§ Stored data entries
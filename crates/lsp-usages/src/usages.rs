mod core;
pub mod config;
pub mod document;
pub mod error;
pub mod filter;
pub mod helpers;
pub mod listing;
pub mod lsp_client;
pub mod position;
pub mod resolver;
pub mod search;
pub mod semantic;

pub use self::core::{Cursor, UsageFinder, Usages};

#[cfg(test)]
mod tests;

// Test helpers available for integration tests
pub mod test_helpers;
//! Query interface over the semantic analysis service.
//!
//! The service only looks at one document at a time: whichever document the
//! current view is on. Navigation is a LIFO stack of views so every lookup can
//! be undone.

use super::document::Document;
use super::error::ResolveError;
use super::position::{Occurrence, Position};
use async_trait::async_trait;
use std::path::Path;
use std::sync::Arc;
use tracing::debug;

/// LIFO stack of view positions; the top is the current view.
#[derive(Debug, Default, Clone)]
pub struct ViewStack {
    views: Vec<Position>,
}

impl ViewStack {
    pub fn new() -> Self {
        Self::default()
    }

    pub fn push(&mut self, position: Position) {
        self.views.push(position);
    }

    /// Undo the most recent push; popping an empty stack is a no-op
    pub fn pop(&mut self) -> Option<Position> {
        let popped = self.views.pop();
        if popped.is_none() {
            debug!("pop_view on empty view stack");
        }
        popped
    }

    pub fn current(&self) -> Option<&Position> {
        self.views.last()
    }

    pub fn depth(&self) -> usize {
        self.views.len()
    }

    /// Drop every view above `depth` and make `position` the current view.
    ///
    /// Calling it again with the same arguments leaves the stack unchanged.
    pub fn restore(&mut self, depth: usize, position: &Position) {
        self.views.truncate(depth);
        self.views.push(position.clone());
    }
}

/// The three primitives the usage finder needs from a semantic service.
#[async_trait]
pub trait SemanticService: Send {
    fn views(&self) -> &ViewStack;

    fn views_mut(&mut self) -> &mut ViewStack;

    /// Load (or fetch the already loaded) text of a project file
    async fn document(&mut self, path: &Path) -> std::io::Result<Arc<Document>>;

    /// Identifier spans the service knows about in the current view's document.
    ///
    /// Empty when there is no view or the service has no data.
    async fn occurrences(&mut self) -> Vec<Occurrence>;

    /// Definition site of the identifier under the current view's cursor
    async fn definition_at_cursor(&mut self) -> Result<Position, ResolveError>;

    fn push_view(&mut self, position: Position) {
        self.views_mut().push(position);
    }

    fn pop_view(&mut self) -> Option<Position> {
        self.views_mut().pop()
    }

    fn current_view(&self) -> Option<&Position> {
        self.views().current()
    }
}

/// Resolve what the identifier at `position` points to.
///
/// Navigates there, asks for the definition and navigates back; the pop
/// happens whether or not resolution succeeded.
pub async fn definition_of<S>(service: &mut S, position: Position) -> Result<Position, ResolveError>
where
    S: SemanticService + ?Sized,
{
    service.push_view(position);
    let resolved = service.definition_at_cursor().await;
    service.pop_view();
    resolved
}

§ Problem details
With nothing left out, print the data above exactly.

§ Output of the task
filename crates/lsp-usages/src/usages.rs
mod core;
pub mod config;
pub mod document;
pub mod error;
pub mod filter;
pub mod helpers;
pub mod listing;
pub mod lsp_client;
pub mod position;
pub mod resolver;
pub mod search;
pub mod semantic;

pub use self::core::{Cursor, UsageFinder, Usages};

#[cfg(test)]
mod tests;

// Test helpers available for integration tests
pub mod test_helpers;
//! Query interface over the semantic analysis service.
//!
//! The service only looks at one document at a time: whichever document the
//! current view is on. Navigation is a LIFO stack of views so every lookup can
//! be undone.

use super::document::Document;
use super::error::ResolveError;
use super::position::{Occurrence, Position};
use async_trait::async_trait;
use std::path::Path;
use std::sync::Arc;
use tracing::debug;

/// LIFO stack of view positions; the top is the current view.
#[derive(Debug, Default, Clone)]
pub struct ViewStack {
    views: Vec<Position>,
}

impl ViewStack {
    pub fn new() -> Self {
        Self::default()
    }

    pub fn push(&mut self, position: Position) {
        self.views.push(position);
    }

    /// Undo the most recent push; popping an empty stack is a no-op
    pub fn pop(&mut self) -> Option<Position> {
        let popped = self.views.pop();
        if popped.is_none() {
            debug!("pop_view on empty view stack");
        }
        popped
    }

    pub fn current(&self) -> Option<&Position> {
        self.views.last()
    }

    pub fn depth(&self) -> usize {
        self.views.len()
    }

    /// Drop every view above `depth` and make `position` the current view.
    ///
    /// Calling it again with the same arguments leaves the stack unchanged.
    pub fn restore(&mut self, depth: usize, position: &Position) {
        self.views.truncate(depth);
        self.views.push(position.clone());
    }
}

/// The three primitives the usage finder needs from a semantic service.
#[async_trait]
pub trait SemanticService: Send {
    fn views(&self) -> &ViewStack;

    fn views_mut(&mut self) -> &mut ViewStack;

    /// Load (or fetch the already loaded) text of a project file
    async fn document(&mut self, path: &Path) -> std::io::Result<Arc<Document>>;

    /// Identifier spans the service knows about in the current view's document.
    ///
    /// Empty when there is no view or the service has no data.
    async fn occurrences(&mut self) -> Vec<Occurrence>;

    /// Definition site of the identifier under the current view's cursor
    async fn definition_at_cursor(&mut self) -> Result<Position, ResolveError>;

    fn push_view(&mut self, position: Position) {
        self.views_mut().push(position);
    }

    fn pop_view(&mut self) -> Option<Position> {
        self.views_mut().pop()
    }

    fn current_view(&self) -> Option<&Position> {
        self.views().current()
    }
}

/// Resolve what the identifier at `position` points to.
///
/// Navigates there, asks for the definition and navigates back; the pop
/// happens whether or not resolution succeeded.
pub async fn definition_of<S>(service: &mut S, position: Position) -> Result<Position, ResolveError>
where
    S: SemanticService + ?Sized,
{
    service.push_view(position);
    let resolved = service.definition_at_cursor().await;
    service.pop_view();
    resolved
}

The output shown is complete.